Being a digital company, tech adoption has always been our fundamental core and this will be the same post-pandemic. But we expect to see the current practice with digital meetings/tele meetings to be continued and expanded into new areas such as training, talent acquisition, onboarding etc. The benefits of these are twofold: we allow employees the flexibility to participate remotely and we also facilitate attendees across borders and boundaries.
One good example of something we have initiated during the pandemic and will be continuing, is the increased number of digital check-ins for our remote managers who are working within our supply chain, tracking the operations of contractors and subcontractors working on-site through our in-house developed Digi Permit To Work (D’PTW) app.
Another example would be how despite last year’s movement restrictions which limit physical engagements and meetings, we had successfully continued with our flagship young talents programme, Digi CXO Apprentice. By pivoting to digitalising the recruitment process and leveraging on various digital tools, we managed to reach out to young talent not only in Malaysia but also from outside the country. The result was a record number of applications for the programme yet. Through online and virtual assessments, eight apprentices were selected and placed with their respective mentors. This is definitely a process that we will continue to practice even after the pandemic is over.
What does the working model for Digi look like in 2021 - remote work, return to work or a hybrid working model? What are the key considerations in this decision-making process?
While Digi practices flexibility in our way of work, we are also a firm believer that working from office remains important.
We believe that some, if not all roles, would benefit from being physically present, but of course, there is no one-size-fits-all approach for all employees, and we are continually accessing the situation to cater for our employees’ productivity, well-being and mental health.
Our utmost priority is to ensure that whilst abiding by the SOPs set by the government we continue to provide a safe and conducive environment for Digizens to work and allow them to perform at their best and highest potential.

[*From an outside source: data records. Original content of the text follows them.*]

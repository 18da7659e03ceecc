//! In-memory `LedgerStore` and scripted `PartnerFeed` for unit tests.

use std::collections::HashMap;
use std::sync::atomic::{AtomicUsize, Ordering};
use std::sync::Mutex;

use async_trait::async_trait;
use chrono::Utc;
use rust_decimal::Decimal;
use uuid::Uuid;

use crate::models::deal::Deal;
use crate::models::ledger::{TransactionStatus, TransactionType};
use crate::models::partner::{
    PartnerAffiliate, PartnerError, PartnerKind, PartnerPageMeta, ResultRow, ResultsPage,
    ResultsQuery,
};
use crate::services::commission::DayWindow;
use crate::services::deal_resolution::DefaultTerms;
use crate::services::ledger::{
    FtdEntry, LedgerError, LedgerStore, LinkedAffiliate, NewPartnerAffiliate, RevShareEntry,
};
use crate::services::partner_feed::PartnerFeed;

#[derive(Debug, Clone)]
pub struct MemAffiliate {
    pub id: Uuid,
    pub user_id: Uuid,
    pub name: String,
    pub partner: PartnerKind,
    pub external_id: String,
    pub site_ids: Vec<i32>,
    pub deal: Option<Deal>,
}

#[derive(Debug, Clone)]
pub struct MemTransaction {
    pub affiliate_id: Uuid,
    pub player_id: Option<Uuid>,
    pub amount: Decimal,
    pub kind: TransactionType,
    pub status: TransactionStatus,
    pub description: String,
}

#[derive(Default)]
struct LedgerState {
    users: HashMap<Uuid, (String, Option<Uuid>)>,
    affiliates: Vec<MemAffiliate>,
    players: Vec<(Uuid, Uuid, String)>,
    ftds: Vec<FtdEntry>,
    commissions: Vec<(Uuid, Decimal)>,
    rev_share_reports: Vec<RevShareEntry>,
    transactions: Vec<MemTransaction>,
    defaults: Option<DefaultTerms>,
    fail_ftd_for: Option<Uuid>,
}

#[derive(Default)]
pub struct MemoryLedger {
    state: Mutex<LedgerState>,
    ftd_checks: AtomicUsize,
}

impl MemoryLedger {
    pub fn with_defaults(defaults: DefaultTerms) -> Self {
        let ledger = Self::default();
        ledger.state.lock().unwrap().defaults = Some(defaults);
        ledger
    }

    /// Number of `ftd_exists_on` lookups served so far.
    pub fn ftd_checks(&self) -> usize {
        self.ftd_checks.load(Ordering::SeqCst)
    }

    /// Inserts a linked OTG affiliate directly.
    pub fn seed_affiliate(&self, external_id: &str, name: &str) -> Uuid {
        let mut state = self.state.lock().unwrap();
        let id = Uuid::new_v4();
        let user_id = Uuid::new_v4();
        state
            .users
            .insert(user_id, (PartnerKind::Otg.placeholder_email(external_id), Some(id)));
        state.affiliates.push(MemAffiliate {
            id,
            user_id,
            name: name.to_string(),
            partner: PartnerKind::Otg,
            external_id: external_id.to_string(),
            site_ids: vec![],
            deal: None,
        });
        id
    }

    pub fn set_deal(&self, affiliate_id: Uuid, cpa: i64, pct: i64, active: bool) {
        let mut state = self.state.lock().unwrap();
        let affiliate = state
            .affiliates
            .iter_mut()
            .find(|a| a.id == affiliate_id)
            .unwrap();
        affiliate.deal = Some(Deal {
            id: Uuid::new_v4(),
            name: "Deal Teste".into(),
            cpa_value: Decimal::from(cpa),
            rev_share_percentage: Decimal::from(pct),
            active,
            description: None,
            created_at: Utc::now(),
            updated_at: Utc::now(),
        });
    }

    pub fn fail_ftd_writes_for(&self, affiliate_id: Uuid) {
        self.state.lock().unwrap().fail_ftd_for = Some(affiliate_id);
    }

    pub fn affiliate_by_external(&self, external_id: &str) -> Option<MemAffiliate> {
        self.state
            .lock()
            .unwrap()
            .affiliates
            .iter()
            .find(|a| a.external_id == external_id)
            .cloned()
    }

    pub fn user_email_for(&self, affiliate_id: Uuid) -> Option<String> {
        let state = self.state.lock().unwrap();
        state
            .users
            .values()
            .find(|(_, aff)| *aff == Some(affiliate_id))
            .map(|(email, _)| email.clone())
    }

    pub fn affiliate_count(&self) -> usize {
        self.state.lock().unwrap().affiliates.len()
    }

    pub fn player_count(&self) -> usize {
        self.state.lock().unwrap().players.len()
    }

    pub fn ftds(&self) -> Vec<FtdEntry> {
        self.state.lock().unwrap().ftds.clone()
    }

    pub fn commissions(&self) -> Vec<(Uuid, Decimal)> {
        self.state.lock().unwrap().commissions.clone()
    }

    pub fn rev_share_reports(&self) -> Vec<RevShareEntry> {
        self.state.lock().unwrap().rev_share_reports.clone()
    }

    pub fn transactions(&self) -> Vec<MemTransaction> {
        self.state.lock().unwrap().transactions.clone()
    }
}

#[async_trait]
impl LedgerStore for MemoryLedger {
    async fn find_partner_affiliate(
        &self,
        partner: PartnerKind,
        external_id: &str,
    ) -> Result<Option<LinkedAffiliate>, LedgerError> {
        Ok(self
            .state
            .lock()
            .unwrap()
            .affiliates
            .iter()
            .find(|a| a.partner == partner && a.external_id == external_id)
            .map(|a| LinkedAffiliate {
                id: a.id,
                name: a.name.clone(),
                external_id: a.external_id.clone(),
            }))
    }

    async fn create_partner_affiliate(
        &self,
        partner: PartnerKind,
        new: &NewPartnerAffiliate,
    ) -> Result<Uuid, LedgerError> {
        let mut state = self.state.lock().unwrap();
        if state.users.values().any(|(email, _)| *email == new.email) {
            return Err(LedgerError::Conflict(new.email.clone()));
        }
        let id = Uuid::new_v4();
        let user_id = Uuid::new_v4();
        state.users.insert(user_id, (new.email.clone(), Some(id)));
        state.affiliates.push(MemAffiliate {
            id,
            user_id,
            name: new.name.clone(),
            partner,
            external_id: new.external_id.clone(),
            site_ids: new.site_ids.clone(),
            deal: None,
        });
        Ok(id)
    }

    async fn refresh_partner_affiliate(
        &self,
        affiliate_id: Uuid,
        name: &str,
        site_ids: &[i32],
    ) -> Result<(), LedgerError> {
        let mut state = self.state.lock().unwrap();
        let affiliate = state
            .affiliates
            .iter_mut()
            .find(|a| a.id == affiliate_id)
            .ok_or_else(|| LedgerError::NotFound(affiliate_id.to_string()))?;
        affiliate.name = name.to_string();
        affiliate.site_ids = site_ids.to_vec();
        Ok(())
    }

    async fn affiliate_deal(&self, affiliate_id: Uuid) -> Result<Option<Deal>, LedgerError> {
        Ok(self
            .state
            .lock()
            .unwrap()
            .affiliates
            .iter()
            .find(|a| a.id == affiliate_id)
            .and_then(|a| a.deal.clone()))
    }

    async fn default_terms(&self) -> Result<DefaultTerms, LedgerError> {
        Ok(self.state.lock().unwrap().defaults.unwrap_or_default())
    }

    async fn ftd_exists_on(&self, affiliate_id: Uuid, day: &DayWindow) -> Result<bool, LedgerError> {
        self.ftd_checks.fetch_add(1, Ordering::SeqCst);
        Ok(self
            .state
            .lock()
            .unwrap()
            .ftds
            .iter()
            .any(|f| f.affiliate_id == affiliate_id && day.contains(f.date)))
    }

    async fn find_or_create_player(
        &self,
        affiliate_id: Uuid,
        external_id: &str,
    ) -> Result<Uuid, LedgerError> {
        let mut state = self.state.lock().unwrap();
        if let Some((id, _, _)) = state.players.iter().find(|(_, aff, _)| *aff == affiliate_id) {
            return Ok(*id);
        }
        let id = Uuid::new_v4();
        state
            .players
            .push((id, affiliate_id, external_id.to_string()));
        Ok(id)
    }

    async fn record_ftd(&self, entry: &FtdEntry) -> Result<(), LedgerError> {
        let mut state = self.state.lock().unwrap();
        if state.fail_ftd_for == Some(entry.affiliate_id) {
            return Err(LedgerError::Storage("simulated write failure".into()));
        }
        state.ftds.push(entry.clone());
        if let Some(cpa) = &entry.cpa {
            state.commissions.push((entry.affiliate_id, cpa.amount));
            state.transactions.push(MemTransaction {
                affiliate_id: entry.affiliate_id,
                player_id: Some(entry.player_id),
                amount: cpa.amount,
                kind: TransactionType::Cpa,
                status: TransactionStatus::Approved,
                description: cpa.description.clone(),
            });
        }
        Ok(())
    }

    async fn rev_share_report_exists(
        &self,
        affiliate_id: Uuid,
        day: &DayWindow,
        campaign_id: Option<&str>,
    ) -> Result<bool, LedgerError> {
        Ok(self.state.lock().unwrap().rev_share_reports.iter().any(|r| {
            r.affiliate_id == affiliate_id
                && day.contains(r.date)
                && r.campaign_id.as_deref() == campaign_id
        }))
    }

    async fn record_rev_share(&self, entry: &RevShareEntry) -> Result<(), LedgerError> {
        let mut state = self.state.lock().unwrap();
        state.rev_share_reports.push(entry.clone());
        state.transactions.push(MemTransaction {
            affiliate_id: entry.affiliate_id,
            player_id: None,
            amount: entry.commission,
            kind: TransactionType::RevenueShare,
            status: TransactionStatus::Approved,
            description: entry.description.clone(),
        });
        Ok(())
    }
}

pub fn partner_affiliate(id: &str, name: &str, site_ids: &[i32]) -> PartnerAffiliate {
    PartnerAffiliate {
        id: id.to_string(),
        name: Some(name.to_string()),
        site_ids: site_ids.to_vec(),
    }
}

pub fn result_row(affiliate_id: &str, date: &str) -> ResultRow {
    ResultRow {
        affiliate_id: affiliate_id.to_string(),
        date: date.to_string(),
        ..Default::default()
    }
}

pub fn page_of(rows: Vec<ResultRow>, current_page: i64, total_pages: i64) -> ResultsPage {
    ResultsPage {
        meta: Some(PartnerPageMeta {
            current_page,
            total_pages,
            total_rows: rows.len() as i64,
            page_size: 50,
        }),
        rows,
    }
}

enum Failure {
    Unauthorized,
}

/// Feed returning canned affiliates and result pages (page N = index N-1).
pub struct ScriptedFeed {
    kind: PartnerKind,
    configured: bool,
    affiliates: Mutex<Vec<PartnerAffiliate>>,
    pages: Mutex<Vec<ResultsPage>>,
    failure: Option<Failure>,
    affiliate_calls: AtomicUsize,
    requested_pages: Mutex<Vec<u32>>,
}

impl ScriptedFeed {
    pub fn new(kind: PartnerKind) -> Self {
        Self {
            kind,
            configured: true,
            affiliates: Mutex::new(Vec::new()),
            pages: Mutex::new(Vec::new()),
            failure: None,
            affiliate_calls: AtomicUsize::new(0),
            requested_pages: Mutex::new(Vec::new()),
        }
    }

    pub fn with_affiliates(self, affiliates: Vec<PartnerAffiliate>) -> Self {
        *self.affiliates.lock().unwrap() = affiliates;
        self
    }

    pub fn with_pages(self, pages: Vec<ResultsPage>) -> Self {
        *self.pages.lock().unwrap() = pages;
        self
    }

    pub fn unconfigured(mut self) -> Self {
        self.configured = false;
        self
    }

    pub fn failing_with_unauthorized(mut self) -> Self {
        self.failure = Some(Failure::Unauthorized);
        self
    }

    pub fn set_affiliates(&self, affiliates: Vec<PartnerAffiliate>) {
        *self.affiliates.lock().unwrap() = affiliates;
    }

    pub fn affiliate_calls(&self) -> usize {
        self.affiliate_calls.load(Ordering::SeqCst)
    }

    pub fn requested_pages(&self) -> Vec<u32> {
        self.requested_pages.lock().unwrap().clone()
    }

    fn check_failure(&self) -> Result<(), PartnerError> {
        match self.failure {
            Some(Failure::Unauthorized) => Err(PartnerError::InvalidCredentials(self.kind)),
            None => Ok(()),
        }
    }
}

#[async_trait]
impl PartnerFeed for ScriptedFeed {
    fn kind(&self) -> PartnerKind {
        self.kind
    }

    fn is_configured(&self) -> bool {
        self.configured
    }

    async fn fetch_affiliates(&self) -> Result<Vec<PartnerAffiliate>, PartnerError> {
        self.check_failure()?;
        self.affiliate_calls.fetch_add(1, Ordering::SeqCst);
        Ok(self.affiliates.lock().unwrap().clone())
    }

    async fn fetch_results(&self, query: &ResultsQuery) -> Result<ResultsPage, PartnerError> {
        self.check_failure()?;
        self.requested_pages.lock().unwrap().push(query.page);
        Ok(self
            .pages
            .lock()
            .unwrap()
            .get(query.page as usize - 1)
            .cloned()
            .unwrap_or_default())
    }
}
//! Bearer-token authentication extractors.
//!
//! The JWT only proves who the caller was when it was issued, so every
//! request reloads the user. Deleted users are rejected even while their
//! token is still valid.

use axum::{async_trait, extract::FromRequestParts, http::request::Parts};
use domain::models::User;
use persistence::repositories::UserRepository;
use shared::jwt::extract_user_id;

use crate::app::AppState;
use crate::error::ApiError;

/// Any authenticated user.
#[derive(Debug, Clone)]
pub struct CurrentUser(pub User);

/// An authenticated user with the ADMIN role.
#[derive(Debug, Clone)]
pub struct AdminUser(pub User);

fn bearer_token(parts: &Parts) -> Result<&str, ApiError> {
    let header = parts
        .headers
        .get("Authorization")
        .and_then(|v| v.to_str().ok())
        .ok_or_else(|| ApiError::Unauthorized("Missing Authorization header".to_string()))?;

    header
        .strip_prefix("Bearer ")
        .map(str::trim)
        .filter(|t| !t.is_empty())
        .ok_or_else(|| ApiError::Unauthorized("Invalid Authorization header format".to_string()))
}

#[async_trait]
impl FromRequestParts<AppState> for CurrentUser {
    type Rejection = ApiError;

    async fn from_request_parts(
        parts: &mut Parts,
        state: &AppState,
    ) -> Result<Self, Self::Rejection> {
        if let Some(user) = parts.extensions.get::<CurrentUser>() {
            return Ok(user.clone());
        }

        let token = bearer_token(parts)?;
        let claims = state
            .jwt
            .validate_token(token)
            .map_err(|_| ApiError::Unauthorized("Invalid or expired token".to_string()))?;
        let user_id = extract_user_id(&claims)
            .map_err(|_| ApiError::Unauthorized("Invalid or expired token".to_string()))?;

        let user: User = UserRepository::new(state.pool.clone())
            .find_by_id(user_id)
            .await?
            .ok_or_else(|| ApiError::Unauthorized("User no longer exists".to_string()))?
            .into();

        let current = CurrentUser(user);
        parts.extensions.insert(current.clone());
        Ok(current)
    }
}

#[async_trait]
impl FromRequestParts<AppState> for AdminUser {
    type Rejection = ApiError;

    async fn from_request_parts(
        parts: &mut Parts,
        state: &AppState,
    ) -> Result<Self, Self::Rejection> {
        let CurrentUser(user) = CurrentUser::from_request_parts(parts, state).await?;
        if !user.is_admin() {
            return Err(ApiError::Forbidden("Admin access required".to_string()));
        }
        Ok(AdminUser(user))
    }
}
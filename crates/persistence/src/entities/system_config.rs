//! System configuration entity.

use chrono::{DateTime, Utc};
use sqlx::FromRow;

/// Database row mapping for the system_config table.
#[derive(Debug, Clone, FromRow)]
pub struct SystemConfigEntity {
    pub key: String,
    pub value: String,
    pub updated_at: DateTime<Utc>,
}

Experience and productivity are critical to organizational and people sustainability as businesses aspire to move from recovery to growth. In a hybrid work setup, how can employee experience be standardized for those working at home and those working from office?
We believe employees who are kept engaged, have a good understanding of the company’s strategies and have the necessary support and tools from the company to help them perform well will more or less have similar experience regardless of whether they are working from the office or from home. But we also need to be mindful that when working from home, the lines between work and personal time sometimes becomes blurry. We are mitigating this by establishing better guidelines on working from home.
Companies should also aspire to continue to retain as much normalcy as possible for employees as they adapt to changes brought about by this new way of work.
To this end, Digi has made it a point to keep and continue with all of our planned engagement activities such as festive get-togethers, teambuilding, town halls, and so on, but tweaked the delivery format to virtual events.